Dataset

In [33]:
import kagglehub
root_path = Path(kagglehub.dataset_download("klemenko/kitti-dataset")).resolve()
print("Dataset downloaded to:", root_path)
from pathlib import Path

Dataset downloaded to: C:\Users\nico3\.cache\kagglehub\datasets\klemenko\kitti-dataset\versions\1


In [34]:
from pathlib import Path
import kagglehub


# Download dataset and point to train folders
#root_path = Path(kagglehub.dataset_download("klemenko/kitti-dataset")).resolve()
image_train_folder = root_path / "data_object_image_2" / "training" / "image_2"
label_train_folder = root_path / "data_object_label_2" / "training" / "label_2"

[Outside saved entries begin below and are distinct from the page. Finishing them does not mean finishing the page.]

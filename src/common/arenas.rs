// Copyright (c) 2018-2021 Fabian Schuiki

//! Multi-type arena allocation

#![deny(missing_docs)]

pub use typed_arena::Arena as TypedArena;

/// Allocates objects.
pub trait Alloc<'a, 't, T> {
    /// Allocate an object of type `T`.
    fn alloc(&'a self, value: T) -> &'t mut T;
}

/// Generate a collection of arenas for different types.
///
/// # Example
///
/// ```
/// #[macro_use]
/// extern crate velab_common;
/// use velab_common::arenas::Alloc;
///
/// make_arenas!(
///     pub struct Arenas {
///         ints: u32,
///         names: String,
///     }
/// );
///
/// # fn main() {
/// let arenas = Arenas::new();
/// let a: &mut u32 = arenas.alloc(42);
/// let b: &mut String = arenas.alloc("foo".to_string());
/// assert_eq!(*a, 42);
/// assert_eq!(b, "foo");
/// # }
/// ```
#[macro_export]
macro_rules! make_arenas {
    ($(#[$arena_attr:meta])* pub struct $arena_name:ident { $($name:ident: $type:ty,)* }) => {
        $crate::make_arenas!{ IMPL $($arena_attr),*; $arena_name; []; $($name: $type,)* }
    };

    ($(#[$arena_attr:meta])* pub struct $arena_name:ident<$($lt:tt),+> { $($name:ident: $type:ty,)* }) => {
        $crate::make_arenas!{ IMPL $($arena_attr),*; $arena_name; [$($lt),+]; $($name: $type,)* }
    };

    (IMPL $($arena_attr:meta),*; $arena_name:ident; [$($lt:tt),*]; $($name:ident: $type:ty,)*) => {
        $(#[$arena_attr])*
        #[allow(missing_docs)]
        pub struct $arena_name<$($lt),*> {
            $(pub $name: $crate::arenas::TypedArena<$type>,)*
        }

        $crate::make_arenas!(STRUCT_IMPL $arena_name; [$($lt),*]; $($name: $type,)*);
    };

    (STRUCT_IMPL $arena_name:ident; [$($lt:tt),*]; $($name:ident: $type:ty,)*) => {
        impl<$($lt),*> $arena_name<$($lt),*> {
            /// Create a new arena.
            pub fn new() -> $arena_name<$($lt),*> {
                $arena_name {
                    $($name: $crate::arenas::TypedArena::new(),)*
                }
            }
        }

        impl<$($lt),*> Default for $arena_name<$($lt),*> {
            fn default() -> $arena_name<$($lt),*> {
                $arena_name::new()
            }
        }

        $crate::make_arenas!(TRAIT_IMPL $arena_name; [$($lt),*]; $($name: $type,)*);
    };

    (TRAIT_IMPL $arena_name:ident; [$($lt:tt),*]; $name:ident: $type:ty, $($tail_name:ident: $tail_type:ty,)*) => {
        impl<'a, $($lt),*> $crate::arenas::Alloc<'a, 'a, $type> for $arena_name<$($lt),*> where $($lt: 'a),* {
            fn alloc(&'a self, value: $type) -> &'a mut $type {
                self.$name.alloc(value)
            }
        }

        $crate::make_arenas!(TRAIT_IMPL $arena_name; [$($lt),*]; $($tail_name: $tail_type,)*);
    };

    (TRAIT_IMPL $arena_name:ident; [$($lt:tt),*];) => {}
}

# List image and label files once
image_files = sorted(image_train_folder.glob("*.png"))
label_files = sorted(label_train_folder.glob("*.txt"))

# Keep only these classes
class_keep = {"Pedestrian": 0, "Cyclist": 1, "Car": 2}

def parse_label_file(path):
    objects = []
    for line in open(path):
        parts = line.split()
        if not parts:
            continue  # If the line is empty we skip

        # If the line dosn't contain Pedestrian/Cyclist/Car then skip
        cls = parts[0]
        if cls not in class_keep:
            continue

        # if too truncated(how much of the object is cut off at the image border) / occluded (how much the object is blocked by others)
        trunc, occ = float(parts[1]), int(parts[2])
        if trunc > 0.7 or occ > 2:
            continue
              
        x1, y1, x2, y2 = map(float, parts[4:8])
        objects.append({
            "class_name": cls,
            "class_id": class_keep[cls],
            "bbox": [x1, y1, x2, y2],
        })
    return objects

# Parse all label files
label_data = [parse_label_file(p) for p in label_files]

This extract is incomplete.